Aliran modal asing memang sedang deras.
Sepanjang bulan Januari lalu, terjadi capital outflow yang cukup besar di pasar obligasi Indonesia. Data dari Direktorat Jenderal Pengelolaan Pembiayaan dan Risiko (DJPPR) menunjukkan kepemilikan asing di SBN pada 31 Januari sebesar Rp 887,28 triliun, turun dibandingkan 31 Desember 2021 sebesar Rp 891,34 triliun. Artinya, terjadi capital outflow sekitar Rp 4 triliun.
Tetapi situasi tersebut berubah, pada 7 Februari lalu kepemilikan asing tercatat sebesar Rp 895,74 triliun, artinya terjadi inflow sebesar Rp 8,46 triliun hanya dalam 7 hari saja di bulan ini.
Dengan demikian, secara year-to-date (ytd) hingga 7 Februari lalu, tercatat capital inflow di pasar obligasi sebesar Rp 4,4 triliun.

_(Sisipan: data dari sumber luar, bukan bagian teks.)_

//! Proxy type synthesis.
//!
//! [`ProxyGenerator`] is the entry point. It declares proxy types into its
//! [`ProxyModule`] and memoizes them in its [`ProxyCache`], so every `(strategy,
//! interface, implementation)` combination is synthesized once and the same type is
//! returned afterwards.
//!
//! Two strategies exist:
//!
//! - **Forwarding** proxies wrap an instance of the implementation and delegate every
//!   interface member to it through a private `_instance` field.
//! - **Interception** proxies derive from a `DynamicProxy` handler and route every
//!   interface member to its `Invoke` override, passing the method descriptor and the
//!   boxed arguments.
//!
//! Both strategies share the member layout: one sealed class, one field, one
//! constructor, one body per interface method and property accessor, and one
//! `MethodImpl` per body recording the interface method it implements.

use std::sync::Arc;

use rayon::prelude::*;

use crate::{
    assembly::ILEmitter,
    config::SynthesisConfig,
    emulation::Runtime,
    metadata::{
        diagnostics::{DiagnosticCategory, Diagnostics},
        method::{
            MethodAccessFlags, MethodBody, MethodModifiers, MethodRc, MethodVtableFlags,
        },
        tables::{FieldAttributes, FieldRc},
        typesystem::{
            CilTypeRc, TypeAttributes, TypeRegistry, DYNAMIC_PROXY_FULLNAME,
            IPROXY_INSTANCE_FULLNAME, METHOD_BASE_FULLNAME, METHOD_INFO_FULLNAME,
        },
    },
    proxy::{
        attributes::{replicate_attributes, replicate_constructor_parameters, replicate_parameters},
        cache::{CacheKey, ProxyCache, ProxyKind},
        collector::{ProxyModule, TypeBuilder},
        generics::{replicate_method_generics, replicate_type_generics},
        interfaces::proxy_interface_set,
        members::{extract, find_constructor, EmissionName, InterfaceMembers},
        ReplicationContext,
    },
    Error, Result,
};

const MEMBER_FLAGS: u32 = MethodModifiers::FINAL.bits()
    | MethodModifiers::HIDE_BY_SIG.bits()
    | MethodModifiers::VIRTUAL.bits()
    | MethodVtableFlags::NEW_SLOT.bits();

const CONSTRUCTOR_FLAGS: u32 = MethodAccessFlags::PUBLIC.bits()
    | MethodModifiers::HIDE_BY_SIG.bits()
    | MethodModifiers::SPECIAL_NAME.bits()
    | MethodModifiers::RTSPECIAL_NAME.bits();

/// One synthesis request of a batch, see [`ProxyGenerator::create_many`]
#[derive(Debug, Clone)]
pub struct ProxyRequest {
    /// Strategy
    pub kind: ProxyKind,
    /// The interface to implement
    pub interface: CilTypeRc,
    /// The implementation for [`ProxyKind::Forwarding`], the handler for
    /// [`ProxyKind::Interception`]
    pub target: CilTypeRc,
}

impl ProxyRequest {
    /// A forwarding request
    #[must_use]
    pub fn forwarding(interface: &CilTypeRc, implementation: &CilTypeRc) -> Self {
        ProxyRequest {
            kind: ProxyKind::Forwarding,
            interface: interface.clone(),
            target: implementation.clone(),
        }
    }

    /// An interception request
    #[must_use]
    pub fn interception(interface: &CilTypeRc, handler: &CilTypeRc) -> Self {
        ProxyRequest {
            kind: ProxyKind::Interception,
            interface: interface.clone(),
            target: handler.clone(),
        }
    }

    fn key(&self) -> CacheKey {
        (self.kind, self.interface.token, self.target.token)
    }
}

/// Synthesizes, finalizes and caches proxy types.
///
/// `ProxyGenerator` is `Send + Sync`; share it behind an `Arc` or a reference to
/// synthesize from several threads.
///
/// # Examples
///
/// ```rust
/// use std::sync::Arc;
/// use cilproxy::prelude::*;
///
/// let registry = Arc::new(TypeRegistry::new()?);
/// let greeter = InterfaceBuilder::new("Demo", "IGreeter").build(&registry)?;
/// let generator = ProxyGenerator::new(registry, SynthesisConfig::default());
///
/// let handler = generator.registry().wellknown("System.Object")?;
/// assert!(generator.create_interception_proxy_type(&greeter, &handler).is_err());
/// # Ok::<(), cilproxy::Error>(())
/// ```
#[derive(Debug)]
pub struct ProxyGenerator {
    module: ProxyModule,
    cache: ProxyCache,
}
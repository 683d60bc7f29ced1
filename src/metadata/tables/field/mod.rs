//! Fields, §II.22.15.

use std::sync::Arc;

mod owned;

pub use owned::*;

/// A vector that holds a list of `Field`
pub type FieldList = Arc<boxcar::Vec<FieldRc>>;
/// A reference to a field
pub type FieldRc = Arc<Field>;

#[allow(non_snake_case)]
/// All possible flags for `FieldAttributes`
pub mod FieldAttributes {
    /// These 3 bits contain one of the following values:
    pub const FIELD_ACCESS_MASK: u32 = 0x0007;
    /// Member not referenceable
    pub const COMPILER_CONTROLLED: u32 = 0x0000;
    /// Accessible only by the parent type
    pub const PRIVATE: u32 = 0x0001;
    /// Accessibly by anyone in the Assembly
    pub const ASSEMBLY: u32 = 0x0003;
    /// Accessible only by type and sub-types
    pub const FAMILY: u32 = 0x0004;
    /// Accessibly by anyone who has visibility to this scope field contract attributes
    pub const PUBLIC: u32 = 0x0006;
    /// Defined on type, else per instance
    pub const STATIC: u32 = 0x0010;
    /// Field can only be initialized, not written to after init
    pub const INIT_ONLY: u32 = 0x0020;
    /// Value is compile time constant
    pub const LITERAL: u32 = 0x0040;
    /// Field is special
    pub const SPECIAL_NAME: u32 = 0x0200;
    /// CLI provides 'special' behavior, depending upon the name of the field
    pub const RTSPECIAL_NAME: u32 = 0x0400;
    /// Field has default
    pub const HAS_DEFAULT: u32 = 0x8000;
}
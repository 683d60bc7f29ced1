//! Interface closure resolution.
//!
//! A proxy implements its primary interface plus every other interface the backing
//! type exposes. [`interfaces`] walks those lazily, in the order the runtime reports
//! them: the declared interfaces of the root and then of each base type, each followed
//! depth-first by the interfaces it inherits. Excluded, invisible and already reported
//! interfaces are skipped.
//!
//! # Examples
//!
//! ```rust
//! use cilproxy::{
//!     metadata::{builders::{ClassBuilder, InterfaceBuilder}, typesystem::TypeRegistry},
//!     proxy::interfaces::interfaces,
//! };
//!
//! let registry = TypeRegistry::new()?;
//! let a = InterfaceBuilder::new("Demo", "IA").build(&registry)?;
//! let b = InterfaceBuilder::new("Demo", "IB").extends(&a).build(&registry)?;
//! let host = ClassBuilder::new("Demo", "Host").implements(&b).build(&registry)?;
//!
//! let names: Vec<String> = interfaces(&host, &[b.clone()]).map(|i| i.fullname()).collect();
//! assert_eq!(names, vec!["Demo.IA"]);
//! # Ok::<(), cilproxy::Error>(())
//! ```

use std::collections::HashSet;

use crate::metadata::{token::Token, typesystem::CilTypeRc};

/// Lazy, order-preserving iterator over the interfaces of a type.
///
/// Created by [`interfaces`].
pub struct InterfaceClosure {
    /// Candidates still to visit, next on top
    pending: Vec<CilTypeRc>,
    /// Next base type whose declared interfaces are visited once `pending` drains
    next_base: Option<CilTypeRc>,
    visited: HashSet<Token>,
    except: HashSet<Token>,
    root_is_open: bool,
}

impl InterfaceClosure {
    fn push_all(&mut self, interfaces: Vec<CilTypeRc>) {
        self.pending.extend(interfaces.into_iter().rev());
    }

    fn is_excluded(&self, candidate: &CilTypeRc) -> bool {
        if self.except.contains(&candidate.token) || !candidate.is_visible() {
            return true;
        }

        // An open instantiation stands for its definition when the root is open too
        self.root_is_open
            && candidate.contains_generic_parameters()
            && candidate
                .generic_definition()
                .is_some_and(|definition| self.except.contains(&definition.token))
    }
}

impl Iterator for InterfaceClosure {
    type Item = CilTypeRc;

    fn next(&mut self) -> Option<CilTypeRc> {
        loop {
            let Some(candidate) = self.pending.pop() else {
                let base = self.next_base.take()?;
                self.next_base = base.base();
                self.push_all(base.declared_interfaces());
                continue;
            };

            if !self.visited.insert(candidate.token) {
                continue;
            }

            self.push_all(candidate.declared_interfaces());
            if !self.is_excluded(&candidate) {
                return Some(candidate);
            }
        }
    }
}

/// The interfaces implemented by `root`, except those in `except`.
///
/// Interfaces that are not [visible](is_visible) are silently skipped, and each
/// interface is reported once. When `root` [contains generic
/// parameters](contains_generic_parameters), an open instantiation whose generic
/// definition is in `except` is skipped as well.
#[must_use]
pub fn interfaces(root: &CilTypeRc, except: &[CilTypeRc]) -> InterfaceClosure {
    let mut closure = InterfaceClosure {
        pending: Vec::new(),
        next_base: root.base(),
        visited: HashSet::new(),
        except: except.iter().map(|iface| iface.token).collect(),
        root_is_open: root.contains_generic_parameters(),
    };
    closure.push_all(root.declared_interfaces());
    closure
}

/// True if `ty` is reachable from outside its defining module, see
/// [`crate::metadata::typesystem::CilType::is_visible`]
#[must_use]
pub fn is_visible(ty: &CilTypeRc) -> bool {
    ty.is_visible()
}

/// True if `ty` is, or is constructed from, an unbound generic parameter
#[must_use]
pub fn contains_generic_parameters(ty: &CilTypeRc) -> bool {
    ty.contains_generic_parameters()
}

/// The interface set of a proxy: `primary` first, then every other interface of
/// `implementation`, without duplicates
#[must_use]
pub fn proxy_interface_set(primary: &CilTypeRc, implementation: &CilTypeRc) -> Vec<CilTypeRc> {
    let mut except = vec![primary.clone()];
    if let Some(definition) = primary.generic_definition() {
        except.push(definition);
    }

    let mut set = vec![primary.clone()];
    set.extend(interfaces(implementation, &except));
    set
}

Di pasar saham juga terjadi hal yang sama. Hari ini investor asing tercatat melakukan beli bersih (net buy) sebesar Rp 1,56 triliun di pasar reguler. Kemudian selama sepekan terakhir net buy tercatat lebih dari Rp 7,1 triliun.
Pergerakan rupiah pada hari ini juga akan dipengaruhi oleh pengumuman kebijakan moneter Bank Indonesia (BI).
HALAMAN SELANJUTNYA >>> Inflasi Bisa Membuat Dolar AS "Kiamat"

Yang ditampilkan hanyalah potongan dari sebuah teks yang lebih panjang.